Introduction: USB Audio DAC
- Uses standard drivers, works with Windows, Macs and many Linux distributions, but limits the performance to 16 bit, 48 kHz
- Balanced (pro) line level outputs in the back (XLR / 6.35 mm)
- Single ended (pro) line level output in the front (RCA)
- No output series capacitors
- Capacitive SMPS
- USB powered
- Connector for external signal processing board (e.g. volume control)
Originally built to prevent mains humming noise (50 Hz hum) from being amplified by studio monitor type active speakers just by re-designing the power supplies. Some commercial pre-amps picked the same noise up from power adapter or USB or spdif interfaces, so I was left with no option but to build my own.
Supplies
- Enclosure: Bud Enclosure
Step 1: Schematic - Power Supplies
Capacitive SMPS are used (in stead of inductive ones) to get rid of 50 Hz noise. Additional RC filtering reduces high frequency noise. High frequency noise is not audible, but in worst cases might affect amplifier performance etc. Voltages are dropped with linear regulators before analog stages.
Step 2: Schematic - USB Interface
PCM2707 provides good plug and play -support to multiple operating systems and requires no licenses, while the features are limited. Signal is converted into I2S. Jitter optimization should start with this piece of circuit.
Step 3: Schematic - DAC
PCM1794A converts the digital signal to analog with current outputs. Out of additional features only mute is used.
Step 4: Schematic - Analog
Two LME49724 amplifiers do a differential current to voltage conversion, one per channel. Additional high frequency filtering can be added.
Step 5: Schematic - Connector
Signal is routed to a pin header, where each line can be separately processed with an external board of choise. I used it for a controllable discrete resistor attenuator board (some call it an amplifier). Also mute-signal is routed here. Muting works just fine, but no feedback is sent to the operating system.

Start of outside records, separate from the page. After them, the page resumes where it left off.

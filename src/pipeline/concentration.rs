//! Concentration percentage recomputation.
//!
//! The scrape phase stores, per stock/day, the canonical aggregate row and
//! a five-slot buy/sell differential (one slot per broker-ranking window:
//! 1, 5, 10, 20 and 60 days). The calculator turns each differential into
//! a percentage of the cumulative traded volume over its window.

use std::sync::Arc;

use crate::sink::{DataSink, SinkError, DIFF_SLOTS};
use crate::{StakeConcentration, TradeVolume};

/// Trading days of history the 60-day window needs.
const WINDOW_DAYS: usize = 60;

/// Volume indices at which a window closes, in slot order.
const CHECKPOINTS: [usize; DIFF_SLOTS] = [0, 4, 9, 19, 59];

/// Calculation failure.
#[derive(Debug, thiserror::Error)]
pub enum CalcError {
    /// Fewer than 60 daily volumes on record for the stock
    #[error("insufficient volume history: have {have}, need {WINDOW_DAYS}")]
    InsufficientHistory { have: usize },

    /// Sink read failed
    #[error(transparent)]
    Sink(#[from] SinkError),
}

/// Recomputes concentration percentages from persisted state.
pub struct ConcentrationCalculator {
    sink: Arc<dyn DataSink>,
}

impl ConcentrationCalculator {
    pub fn new(sink: Arc<dyn DataSink>) -> Self {
        Self { sink }
    }

    /// Recompute the percentages of one stock/day. Returns `Ok(None)` when
    /// no scraped base row exists, so callers can skip silently.
    pub async fn calculate(
        &self,
        stock_id: &str,
        date: &str,
    ) -> Result<Option<StakeConcentration>, CalcError> {
        if self
            .sink
            .get_stake_concentration(stock_id, date)
            .await?
            .is_none()
        {
            return Ok(None);
        }
        let diff = self.sink.concentration_diff(stock_id, date).await?;
        let volumes = self.sink.concentration_volumes(stock_id, date).await?;
        concentration_from(stock_id, date, &diff, &volumes).map(Some)
    }
}

/// Pure calculation over an in-order (most recent first) volume series.
///
/// At each checkpoint index the window's differential is divided by the
/// cumulative traded lots (shares / 1000) and expressed as a percentage,
/// rounded to one decimal. A zero differential yields a zero percentage.
pub fn concentration_from(
    stock_id: &str,
    date: &str,
    diff: &[i64; DIFF_SLOTS],
    volumes: &[TradeVolume],
) -> Result<StakeConcentration, CalcError> {
    if volumes.len() < WINDOW_DAYS {
        return Err(CalcError::InsufficientHistory {
            have: volumes.len(),
        });
    }

    let mut row = StakeConcentration::empty(stock_id, date);
    let mut sum_trade_shares: u64 = 0;
    let mut cursor = 0;
    for (idx, volume) in volumes.iter().enumerate().take(WINDOW_DAYS) {
        sum_trade_shares += volume.trade_shares;

        if CHECKPOINTS.contains(&idx) {
            let mut pct = 0.0;
            if diff[cursor] != 0 && sum_trade_shares > 0 {
                let lots = (sum_trade_shares / 1000) as f64;
                if lots > 0.0 {
                    let p = diff[cursor] as f64 / lots * 100.0;
                    pct = (p * 10.0).round() / 10.0;
                }
            }
            match idx {
                0 => row.concentration_1 = pct,
                4 => row.concentration_5 = pct,
                9 => row.concentration_10 = pct,
                19 => row.concentration_20 = pct,
                _ => row.concentration_60 = pct,
            }
            cursor += 1;
        }
    }
    Ok(row)
}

Step 6: Schematic - Single Ended Signal
The audio signal is also converted to single ended, as some devices will not support balanced signal.
Step 7: Mechanical Design
Aluminium extrude enclosure was selected with aluminium end panels that can be milled with a CNC machine. Another option would be to use PCBs as end panels. Fusion 360 was used to build the model and PCB outline.
Step 8: PCB Layout
SMPS and digital circuits need to be isolated from the analog stages. Same applies to powering the devices and ground levels. Cables will pick up noise and the USB cable will inject a lot of noise.
Finishing touch is added with silk screen artwork :)
Step 9: PCB Assembly
Rework oven or a hot air station is needed for some of the components to solder hidden pads underneath the component. Leaving the hidden pad unsoldered affects thermal performance or might cause a bad ground connection for the chip.
Right angle connectors on board edges need to be placed carefully, especially as the board is fixed by screws from both sides and having an error more than 2 mm will result in excessive stress for the RCA connector.
Step 10: End Panels
End panels can be manufactured by CNC milling, laser cutting or designing a fitting PCB. Fusion 360 was used for tool paths.
Step 11: And There You Have It
Plug it in to a PC and it will be recognized without any installing or configurations.
Step 12: Bonus: Attenuator Board
Relays and discrete resistors were used to create a ladder with 64 logarithmic steps for volume control. A similar board will fit in for any other signal processing.